→ **Saved entries**:
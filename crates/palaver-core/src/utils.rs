//! Utility helpers — data paths, title derivation, string manipulation.

use std::path::PathBuf;

/// Get the Palaver data directory (e.g. `~/.palaver/`).
pub fn get_data_path() -> PathBuf {
    let home = home_dir().unwrap_or_else(|| PathBuf::from("."));
    home.join(".palaver")
}

/// Get the history file path (e.g. `~/.palaver/history.json`).
pub fn get_history_path() -> PathBuf {
    get_data_path().join("history.json")
}

/// Get the default workspace path (e.g. `~/.palaver/workspace/`).
pub fn get_default_workspace_path() -> PathBuf {
    get_data_path().join("workspace")
}

/// Maximum length of a derived conversation title.
pub const TITLE_MAX_LEN: usize = 50;

/// Derive a conversation title from the first user text: whitespace runs
/// collapse to single spaces, result capped at [`TITLE_MAX_LEN`] characters.
pub fn derive_title(input: &str) -> String {
    let collapsed: String = input.split_whitespace().collect::<Vec<_>>().join(" ");
    collapsed.chars().take(TITLE_MAX_LEN).collect()
}

/// Truncate a string to `max_len` characters, adding "..." if truncated.
/// Unicode-safe.
pub fn truncate_string(s: &str, max_len: usize) -> String {
    if s.chars().count() <= max_len {
        s.to_string()
    } else {
        let truncated: String = s.chars().take(max_len.saturating_sub(3)).collect();
        format!("{}...", truncated)
    }
}

/// Current ISO 8601 timestamp.
pub fn timestamp() -> String {
    chrono::Utc::now().to_rfc3339()
}

/// Expand `~` to the home directory in a path string.
pub fn expand_home(path: &str) -> PathBuf {
    if path.starts_with("~/") || path == "~" {
        let home = home_dir().unwrap_or_else(|| PathBuf::from("."));
        home.join(path.strip_prefix("~/").unwrap_or(""))
    } else {
        PathBuf::from(path)
    }
}

fn home_dir() -> Option<PathBuf> {
    dirs_next::home_dir()
}

#[cfg(test)]
mod tests {
    use super::*;

    #[test]
    fn test_derive_title_short() {
        assert_eq!(derive_title("hello world"), "hello world");
    }

    #[test]
    fn test_derive_title_collapses_whitespace() {
        assert_eq!(
            derive_title("  explain \n\t the   borrow checker  "),
            "explain the borrow checker"
        );
    }

    #[test]
    fn test_derive_title_caps_at_fifty() {
        let long = "x".repeat(120);
        assert_eq!(derive_title(&long).chars().count(), 50);
    }

    #[test]
    fn test_derive_title_unicode() {
        let input = "日本語のとても長い説明".repeat(10);
        assert!(derive_title(&input).chars().count() <= 50);
    }

    #[test]
    fn test_truncate_short_string() {
        assert_eq!(truncate_string("hello", 10), "hello");
    }

    #[test]
    fn test_truncate_long_string() {
        let result = truncate_string("hello world, this is a long string", 15);
        assert_eq!(result, "hello world,...");
    }

    #[test]
    fn test_expand_home_tilde() {
        let expanded = expand_home("~/test/path");
        assert!(!expanded.starts_with("~"));
        assert!(expanded.to_str().unwrap().ends_with("test/path"));
    }

    #[test]
    fn test_expand_home_absolute() {
        let expanded = expand_home("/absolute/path");
        assert_eq!(expanded, PathBuf::from("/absolute/path"));
    }

    #[test]
    fn test_timestamp_is_valid() {
        let ts = timestamp();
        chrono::DateTime::parse_from_rfc3339(&ts).unwrap();
    }

    #[test]
    fn test_history_path_under_data_dir() {
        let path = get_history_path();
        assert!(path.ends_with("history.json"));
        assert!(path.parent().unwrap().ends_with(".palaver"));
    }
}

→ **Problem to work on**: Show me all lines in the records that contain "checker".

→ **Your response**:
            derive_title("  explain \n\t the   borrow checker  "),
            "explain the borrow checker"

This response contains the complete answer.